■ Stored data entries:
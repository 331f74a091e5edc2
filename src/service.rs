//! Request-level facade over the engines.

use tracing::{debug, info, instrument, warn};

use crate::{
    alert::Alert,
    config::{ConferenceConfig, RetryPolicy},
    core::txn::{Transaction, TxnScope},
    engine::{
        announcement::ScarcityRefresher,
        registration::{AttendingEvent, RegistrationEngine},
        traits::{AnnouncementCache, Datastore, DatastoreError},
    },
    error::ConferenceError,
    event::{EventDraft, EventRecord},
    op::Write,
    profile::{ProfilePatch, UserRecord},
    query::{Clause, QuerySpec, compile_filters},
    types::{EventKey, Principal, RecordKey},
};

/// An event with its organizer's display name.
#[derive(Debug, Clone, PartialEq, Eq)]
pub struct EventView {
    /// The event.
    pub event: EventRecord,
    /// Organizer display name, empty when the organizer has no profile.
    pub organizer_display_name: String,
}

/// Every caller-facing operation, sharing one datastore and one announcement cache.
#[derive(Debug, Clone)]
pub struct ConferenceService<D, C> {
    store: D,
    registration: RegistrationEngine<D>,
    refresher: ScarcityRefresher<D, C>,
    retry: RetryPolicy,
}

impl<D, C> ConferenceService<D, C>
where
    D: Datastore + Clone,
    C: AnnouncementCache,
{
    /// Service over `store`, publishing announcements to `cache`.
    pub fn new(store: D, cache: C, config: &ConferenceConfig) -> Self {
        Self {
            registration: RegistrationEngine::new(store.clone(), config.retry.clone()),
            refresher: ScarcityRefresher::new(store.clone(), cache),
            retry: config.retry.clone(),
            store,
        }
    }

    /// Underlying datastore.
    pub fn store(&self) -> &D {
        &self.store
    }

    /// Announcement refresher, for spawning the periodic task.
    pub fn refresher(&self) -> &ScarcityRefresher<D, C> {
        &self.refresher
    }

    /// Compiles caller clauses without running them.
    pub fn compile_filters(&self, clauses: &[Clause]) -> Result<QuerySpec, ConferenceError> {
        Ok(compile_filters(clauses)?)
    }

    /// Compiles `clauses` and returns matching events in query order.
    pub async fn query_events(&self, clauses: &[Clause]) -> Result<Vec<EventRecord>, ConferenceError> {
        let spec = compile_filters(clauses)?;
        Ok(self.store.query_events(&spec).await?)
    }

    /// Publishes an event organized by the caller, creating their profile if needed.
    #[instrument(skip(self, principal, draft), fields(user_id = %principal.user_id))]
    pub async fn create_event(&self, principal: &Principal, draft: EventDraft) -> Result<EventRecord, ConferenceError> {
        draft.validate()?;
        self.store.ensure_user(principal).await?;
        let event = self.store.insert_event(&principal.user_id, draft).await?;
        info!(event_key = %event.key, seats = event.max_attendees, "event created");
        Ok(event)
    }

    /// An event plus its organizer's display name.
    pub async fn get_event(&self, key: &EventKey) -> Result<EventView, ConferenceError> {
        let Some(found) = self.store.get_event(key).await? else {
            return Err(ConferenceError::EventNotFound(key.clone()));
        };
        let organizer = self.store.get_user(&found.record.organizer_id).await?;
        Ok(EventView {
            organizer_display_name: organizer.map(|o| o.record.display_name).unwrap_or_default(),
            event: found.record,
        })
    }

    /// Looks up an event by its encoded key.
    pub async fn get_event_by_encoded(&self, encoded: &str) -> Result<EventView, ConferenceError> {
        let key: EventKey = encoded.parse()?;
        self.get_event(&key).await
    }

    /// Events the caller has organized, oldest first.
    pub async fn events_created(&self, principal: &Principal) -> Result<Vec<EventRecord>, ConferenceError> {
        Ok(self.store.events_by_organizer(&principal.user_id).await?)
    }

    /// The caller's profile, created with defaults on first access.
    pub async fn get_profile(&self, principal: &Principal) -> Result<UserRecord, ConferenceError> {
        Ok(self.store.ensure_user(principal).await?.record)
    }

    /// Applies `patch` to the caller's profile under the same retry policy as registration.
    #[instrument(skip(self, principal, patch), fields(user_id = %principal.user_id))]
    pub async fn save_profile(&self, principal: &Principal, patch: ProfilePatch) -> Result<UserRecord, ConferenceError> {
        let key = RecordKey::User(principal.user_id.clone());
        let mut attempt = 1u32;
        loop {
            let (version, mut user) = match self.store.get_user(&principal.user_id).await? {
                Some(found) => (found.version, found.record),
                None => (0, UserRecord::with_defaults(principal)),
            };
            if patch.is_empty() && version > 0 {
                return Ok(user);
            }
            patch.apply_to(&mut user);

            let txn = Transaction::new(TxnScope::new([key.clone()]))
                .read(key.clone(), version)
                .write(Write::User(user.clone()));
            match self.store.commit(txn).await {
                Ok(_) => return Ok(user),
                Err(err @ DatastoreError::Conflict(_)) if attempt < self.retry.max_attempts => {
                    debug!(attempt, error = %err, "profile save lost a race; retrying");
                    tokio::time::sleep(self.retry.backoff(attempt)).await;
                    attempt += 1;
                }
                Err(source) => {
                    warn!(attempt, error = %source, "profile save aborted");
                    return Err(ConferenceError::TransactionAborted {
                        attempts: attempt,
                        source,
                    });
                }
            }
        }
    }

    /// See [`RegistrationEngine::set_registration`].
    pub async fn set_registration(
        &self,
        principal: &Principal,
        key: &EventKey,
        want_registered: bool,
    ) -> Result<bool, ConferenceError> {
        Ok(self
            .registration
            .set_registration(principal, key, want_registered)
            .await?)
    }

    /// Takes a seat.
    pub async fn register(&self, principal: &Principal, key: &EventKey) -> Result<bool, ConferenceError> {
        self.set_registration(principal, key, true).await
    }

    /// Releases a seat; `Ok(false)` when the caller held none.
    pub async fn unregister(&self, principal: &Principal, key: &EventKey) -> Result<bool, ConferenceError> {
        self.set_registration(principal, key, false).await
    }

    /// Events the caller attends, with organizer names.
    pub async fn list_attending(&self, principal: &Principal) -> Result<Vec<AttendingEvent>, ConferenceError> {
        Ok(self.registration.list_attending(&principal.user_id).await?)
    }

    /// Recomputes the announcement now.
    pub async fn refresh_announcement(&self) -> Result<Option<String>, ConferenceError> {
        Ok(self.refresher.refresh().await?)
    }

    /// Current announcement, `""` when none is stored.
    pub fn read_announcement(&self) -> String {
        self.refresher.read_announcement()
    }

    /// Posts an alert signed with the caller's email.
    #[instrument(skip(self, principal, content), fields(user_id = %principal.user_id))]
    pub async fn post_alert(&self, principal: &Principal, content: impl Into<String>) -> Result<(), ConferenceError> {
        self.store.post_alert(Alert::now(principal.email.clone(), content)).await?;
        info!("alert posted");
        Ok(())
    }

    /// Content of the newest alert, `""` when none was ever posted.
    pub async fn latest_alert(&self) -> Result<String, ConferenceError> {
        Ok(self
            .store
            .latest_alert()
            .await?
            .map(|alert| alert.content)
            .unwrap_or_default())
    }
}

■ TASK ITEM: Show all lines above that contain "RecordKey".

■ ANSWER FOR THIS EXERCISE:
    types::{EventKey, Principal, RecordKey},
        let key = RecordKey::User(principal.user_id.clone());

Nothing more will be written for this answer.